*Goal of the exercise:*
What lines below include the string "when"? Pick them out and copy them.

[Saved entries]
++++++
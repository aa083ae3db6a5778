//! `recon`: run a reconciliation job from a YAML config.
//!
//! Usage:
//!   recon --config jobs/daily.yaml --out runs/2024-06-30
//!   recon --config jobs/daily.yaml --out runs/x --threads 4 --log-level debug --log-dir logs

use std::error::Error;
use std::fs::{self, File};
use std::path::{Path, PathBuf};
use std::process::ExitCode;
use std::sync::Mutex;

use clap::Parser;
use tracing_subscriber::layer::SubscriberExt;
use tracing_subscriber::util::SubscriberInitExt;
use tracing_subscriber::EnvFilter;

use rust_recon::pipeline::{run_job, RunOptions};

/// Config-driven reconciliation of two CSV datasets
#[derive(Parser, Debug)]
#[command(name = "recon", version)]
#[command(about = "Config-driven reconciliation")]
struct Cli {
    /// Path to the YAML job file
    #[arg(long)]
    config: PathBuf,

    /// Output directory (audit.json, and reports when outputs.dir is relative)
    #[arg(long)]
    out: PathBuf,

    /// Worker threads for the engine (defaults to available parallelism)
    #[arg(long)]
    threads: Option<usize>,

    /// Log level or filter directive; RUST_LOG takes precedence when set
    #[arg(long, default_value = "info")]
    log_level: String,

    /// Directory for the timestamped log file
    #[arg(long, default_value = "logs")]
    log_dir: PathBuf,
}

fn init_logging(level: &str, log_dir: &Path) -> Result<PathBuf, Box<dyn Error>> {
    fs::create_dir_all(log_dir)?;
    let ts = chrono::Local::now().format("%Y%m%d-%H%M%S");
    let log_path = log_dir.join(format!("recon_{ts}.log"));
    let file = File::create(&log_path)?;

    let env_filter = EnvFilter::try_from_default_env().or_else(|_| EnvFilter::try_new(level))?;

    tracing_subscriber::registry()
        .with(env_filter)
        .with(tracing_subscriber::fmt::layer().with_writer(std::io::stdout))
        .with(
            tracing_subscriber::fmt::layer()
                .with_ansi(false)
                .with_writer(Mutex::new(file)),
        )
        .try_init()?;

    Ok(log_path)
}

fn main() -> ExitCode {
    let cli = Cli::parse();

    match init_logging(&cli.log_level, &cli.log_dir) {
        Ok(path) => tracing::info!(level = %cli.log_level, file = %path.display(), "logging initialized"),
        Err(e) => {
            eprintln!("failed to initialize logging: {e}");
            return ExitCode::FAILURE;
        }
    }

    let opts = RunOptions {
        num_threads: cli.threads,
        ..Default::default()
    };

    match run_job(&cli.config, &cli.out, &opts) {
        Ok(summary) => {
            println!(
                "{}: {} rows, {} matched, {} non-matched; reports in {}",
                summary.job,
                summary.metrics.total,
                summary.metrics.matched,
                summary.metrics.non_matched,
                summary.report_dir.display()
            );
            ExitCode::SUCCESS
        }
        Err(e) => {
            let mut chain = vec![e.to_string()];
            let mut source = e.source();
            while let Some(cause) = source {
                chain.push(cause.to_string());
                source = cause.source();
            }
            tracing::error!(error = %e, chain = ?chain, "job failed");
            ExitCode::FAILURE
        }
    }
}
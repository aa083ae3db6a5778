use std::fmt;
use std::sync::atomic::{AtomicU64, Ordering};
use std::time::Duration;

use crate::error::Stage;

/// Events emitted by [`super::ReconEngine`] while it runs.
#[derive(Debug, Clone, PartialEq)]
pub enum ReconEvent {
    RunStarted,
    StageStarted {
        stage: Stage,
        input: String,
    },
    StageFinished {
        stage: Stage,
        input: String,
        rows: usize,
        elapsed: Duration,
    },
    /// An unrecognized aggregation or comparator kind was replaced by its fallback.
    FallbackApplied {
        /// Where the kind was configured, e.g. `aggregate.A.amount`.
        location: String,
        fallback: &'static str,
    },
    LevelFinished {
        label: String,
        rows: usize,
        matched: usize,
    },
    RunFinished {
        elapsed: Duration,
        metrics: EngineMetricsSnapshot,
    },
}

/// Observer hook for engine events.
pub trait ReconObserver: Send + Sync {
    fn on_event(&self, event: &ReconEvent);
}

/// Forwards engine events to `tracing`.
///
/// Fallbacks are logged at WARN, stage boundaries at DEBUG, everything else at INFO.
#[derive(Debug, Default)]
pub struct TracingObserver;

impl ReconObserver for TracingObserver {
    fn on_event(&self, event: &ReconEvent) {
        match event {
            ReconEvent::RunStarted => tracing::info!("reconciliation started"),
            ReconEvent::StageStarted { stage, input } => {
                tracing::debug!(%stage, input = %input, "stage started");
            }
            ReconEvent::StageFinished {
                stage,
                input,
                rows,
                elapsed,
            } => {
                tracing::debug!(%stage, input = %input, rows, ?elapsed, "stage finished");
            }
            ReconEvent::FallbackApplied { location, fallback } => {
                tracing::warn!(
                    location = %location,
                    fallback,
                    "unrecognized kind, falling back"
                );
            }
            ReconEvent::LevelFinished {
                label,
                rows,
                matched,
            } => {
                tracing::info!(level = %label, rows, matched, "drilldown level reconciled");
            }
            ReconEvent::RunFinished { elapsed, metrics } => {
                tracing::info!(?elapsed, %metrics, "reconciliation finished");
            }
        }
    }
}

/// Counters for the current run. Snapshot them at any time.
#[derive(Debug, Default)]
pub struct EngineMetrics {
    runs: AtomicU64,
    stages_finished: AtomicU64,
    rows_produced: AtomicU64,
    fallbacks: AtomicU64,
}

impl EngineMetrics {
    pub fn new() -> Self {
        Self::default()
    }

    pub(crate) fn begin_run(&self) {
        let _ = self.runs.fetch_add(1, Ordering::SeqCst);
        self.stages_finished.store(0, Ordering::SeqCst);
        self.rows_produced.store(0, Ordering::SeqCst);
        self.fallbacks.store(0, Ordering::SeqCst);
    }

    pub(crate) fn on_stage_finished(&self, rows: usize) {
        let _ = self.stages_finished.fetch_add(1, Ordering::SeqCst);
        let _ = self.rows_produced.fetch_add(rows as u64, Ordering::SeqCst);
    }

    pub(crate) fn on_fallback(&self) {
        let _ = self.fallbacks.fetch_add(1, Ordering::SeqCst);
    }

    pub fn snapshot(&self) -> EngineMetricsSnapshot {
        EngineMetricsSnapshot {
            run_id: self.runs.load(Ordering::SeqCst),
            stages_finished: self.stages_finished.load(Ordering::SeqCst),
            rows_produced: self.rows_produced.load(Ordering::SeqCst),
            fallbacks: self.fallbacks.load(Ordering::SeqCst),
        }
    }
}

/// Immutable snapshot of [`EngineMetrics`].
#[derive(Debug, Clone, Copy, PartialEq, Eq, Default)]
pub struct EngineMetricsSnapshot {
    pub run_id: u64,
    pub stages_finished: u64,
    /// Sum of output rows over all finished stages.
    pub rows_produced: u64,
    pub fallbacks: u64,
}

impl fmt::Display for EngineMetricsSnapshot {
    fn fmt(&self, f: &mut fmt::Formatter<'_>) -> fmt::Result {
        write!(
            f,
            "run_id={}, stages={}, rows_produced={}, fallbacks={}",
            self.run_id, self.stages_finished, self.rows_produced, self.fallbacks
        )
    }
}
++++++
*Expected answer:*
    /// Output directory (audit.json, and reports when outputs.dir is relative)
    /// Log level or filter directive; RUST_LOG takes precedence when set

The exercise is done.